::: Given entries
//! Seeds a demo database with a small catalog, two customers, and a few
//! sales, so the ledgers have realistic data to poke at.
//!
//! ```text
//! cargo run --bin seed -- [path]       (default: ./comptoir.db)
//! ```

use std::error::Error;

use tracing::info;

use comptoir_core::{Money, PaymentMethod, Points, StockContext};
use comptoir_db::{
    CreateSaleRequest, Database, DbConfig, NewCustomer, NewProduct, StockMovementRequest,
};

const SEED_USER: &str = "00000000-0000-0000-0000-0000000000aa";

#[tokio::main]
async fn main() -> Result<(), Box<dyn Error>> {
    tracing_subscriber::fmt()
        .with_env_filter(
            tracing_subscriber::EnvFilter::try_from_default_env()
                .unwrap_or_else(|_| tracing_subscriber::EnvFilter::new("info")),
        )
        .init();

    let path = std::env::args().nth(1).unwrap_or_else(|| "comptoir.db".to_string());
    info!(path = %path, "Seeding demo database");

    let db = Database::new(DbConfig::new(&path)).await?;

    // Catalog
    let products = db.products();
    let savon = products
        .create(NewProduct {
            cug: "1001".to_string(),
            name: "Savon de Marseille".to_string(),
            quantity: 0,
            alert_threshold: 10,
            purchase_price: Money::from_minor(300),
            selling_price: Money::from_minor(500),
        })
        .await?;
    let riz = products
        .create(NewProduct {
            cug: "1002".to_string(),
            name: "Riz parfumé 5kg".to_string(),
            quantity: 0,
            alert_threshold: 5,
            purchase_price: Money::from_minor(3200),
            selling_price: Money::from_minor(4000),
        })
        .await?;
    let huile = products
        .create(NewProduct {
            cug: "1003".to_string(),
            name: "Huile végétale 1L".to_string(),
            quantity: 0,
            alert_threshold: 8,
            purchase_price: Money::from_minor(900),
            selling_price: Money::from_minor(1200),
        })
        .await?;

    // Initial receptions
    let stock = db.stock_ledger();
    for (product, qty) in [(&savon, 50), (&riz, 20), (&huile, 30)] {
        stock
            .add_stock(
                StockMovementRequest::new(&product.id, qty, StockContext::Reception, SEED_USER)
                    .notes("stock initial"),
            )
            .await?;
    }

    // Customers
    let customers = db.customers();
    let awa = customers
        .create(NewCustomer {
            name: "Awa Diallo".to_string(),
            credit_limit: Money::from_minor(50_000),
            is_loyalty_member: true,
        })
        .await?;
    let moussa = customers
        .create(NewCustomer {
            name: "Moussa Traoré".to_string(),
            credit_limit: Money::zero(),
            is_loyalty_member: false,
        })
        .await?;

    // A cash sale earning points
    let checkout = db.checkout();
    let receipt = checkout
        .create_sale(
            CreateSaleRequest::new(PaymentMethod::Cash, SEED_USER)
                .item(&savon.id, 2)
                .item(&huile.id, 1)
                .customer(&awa.id)
                .amount_given(Money::from_minor(2500)),
        )
        .await?;
    info!(
        sale_id = %receipt.sale.id,
        total = receipt.sale.total_minor,
        earned = %receipt.points_earned,
        "Cash sale seeded"
    );

    // A credit sale for the walk-in-turned-regular
    let receipt = checkout
        .create_sale(
            CreateSaleRequest::new(PaymentMethod::Credit, SEED_USER)
                .item(&riz.id, 1)
                .customer(&moussa.id),
        )
        .await?;
    info!(
        sale_id = %receipt.sale.id,
        total = receipt.sale.total_minor,
        "Credit sale seeded"
    );

    // A small redemption once some points have accrued
    let receipt = checkout
        .create_sale(
            CreateSaleRequest::new(PaymentMethod::Cash, SEED_USER)
                .item(&savon.id, 1)
                .customer(&awa.id)
                .redeem_points(Points::from_whole(3))
                .amount_given(Money::from_minor(500)),
        )
        .await?;
    info!(
        sale_id = %receipt.sale.id,
        total = receipt.sale.total_minor,
        loyalty_discount = receipt.sale.loyalty_discount_minor,
        "Redemption sale seeded"
    );

    db.close().await;
    info!("Seed complete");
    Ok(())
}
::::::
- Your assignment: Starting with the first line of the data above, copy each line exactly until you reach the line with "use tracing::info;"; include that line as well.

- Expected output:
//! Seeds a demo database with a small catalog, two customers, and a few
//! sales, so the ledgers have realistic data to poke at.
//!
//! ```text
//! cargo run --bin seed -- [path]       (default: ./comptoir.db)
//! ```

use std::error::Error;

use tracing::info;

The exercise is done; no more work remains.